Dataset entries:
---
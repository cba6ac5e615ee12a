//! Fixed seed data served by the mock server.
//!
//! Ten users with nested address and company records, and one hundred posts
//! split evenly across them (ids 1..=100, `userId` 1..=10). The data never
//! changes at runtime.

use serde::{Deserialize, Serialize};

pub const USER_COUNT: u32 = 10;
pub const POSTS_PER_USER: u32 = 10;

#[derive(Clone, Debug, Serialize, Deserialize)]
#[serde(rename_all = "camelCase")]
pub struct Post {
    pub user_id: u32,
    pub id: u32,
    pub title: String,
    pub body: String,
}

#[derive(Clone, Debug, Serialize, Deserialize)]
pub struct Geo {
    pub lat: String,
    pub lng: String,
}

#[derive(Clone, Debug, Serialize, Deserialize)]
pub struct Address {
    pub street: String,
    pub suite: String,
    pub city: String,
    pub zipcode: String,
    pub geo: Geo,
}

#[derive(Clone, Debug, Serialize, Deserialize)]
#[serde(rename_all = "camelCase")]
pub struct Company {
    pub name: String,
    pub catch_phrase: String,
    pub bs: String,
}

#[derive(Clone, Debug, Serialize, Deserialize)]
pub struct User {
    pub id: u32,
    pub name: String,
    pub username: String,
    pub email: String,
    pub address: Address,
    pub phone: String,
    pub website: String,
    pub company: Company,
}

const NAMES: [(&str, &str); USER_COUNT as usize] = [
    ("Leanne Graham", "Bret"),
    ("Ervin Howell", "Antonette"),
    ("Clementine Bauch", "Samantha"),
    ("Patricia Lebsack", "Karianne"),
    ("Chelsey Dietrich", "Kamren"),
    ("Dennis Schulist", "Leopoldo_Corkery"),
    ("Kurtis Weissnat", "Elwyn.Skiles"),
    ("Nicholas Runolfsdottir V", "Maxime_Nienow"),
    ("Glenna Reichert", "Delphine"),
    ("Clementina DuBuque", "Moriah.Stanton"),
];

const CITIES: [&str; 5] = ["Gwenborough", "Wisokyburgh", "McKenziehaven", "South Elvis", "Roscoeview"];

/// Seed data shared read-only by every request handler.
#[derive(Debug)]
pub struct Fixtures {
    pub users: Vec<User>,
    pub posts: Vec<Post>,
}

impl Fixtures {
    pub fn seed() -> Self {
        Self {
            users: (1..=USER_COUNT).map(user).collect(),
            posts: (1..=USER_COUNT * POSTS_PER_USER).map(post).collect(),
        }
    }

    pub fn user(&self, id: u32) -> Option<&User> {
        self.users.iter().find(|u| u.id == id)
    }

    pub fn post(&self, id: u32) -> Option<&Post> {
        self.posts.iter().find(|p| p.id == id)
    }
}

fn user(id: u32) -> User {
    let (name, username) = NAMES[(id - 1) as usize];
    let city = CITIES[(id as usize - 1) % CITIES.len()];
    User {
        id,
        name: name.to_string(),
        username: username.to_string(),
        email: format!("{}@example.org", username.to_lowercase()),
        address: Address {
            street: format!("{} Kulas Light", 100 + id),
            suite: format!("Apt. {}", 500 + id * 7),
            city: city.to_string(),
            zipcode: format!("{:05}-{:04}", 92998 - id * 11, 3874 + id),
            geo: Geo {
                lat: format!("-{}.{:04}", 30 + id, 3159 + id),
                lng: format!("{}.{:04}", 80 + id, 1496 + id),
            },
        },
        phone: format!("1-770-736-{:04}", 8031 + id),
        website: format!("{}.org", username.to_lowercase()),
        company: Company {
            name: format!("{name} Group"),
            catch_phrase: "Multi-layered client-server neural-net".to_string(),
            bs: "harness real-time e-markets".to_string(),
        },
    }
}

fn post(id: u32) -> Post {
    Post {
        user_id: (id - 1) / POSTS_PER_USER + 1,
        id,
        title: format!("post {id} title"),
        body: format!("body of post {id}\nwritten for fixture data"),
    }
}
---
* What you have to do: Every line above that contains the word "city" should be reported.

* Output of the exercise:
    pub city: String,
    let city = CITIES[(id as usize - 1) % CITIES.len()];
            city: city.to_string(),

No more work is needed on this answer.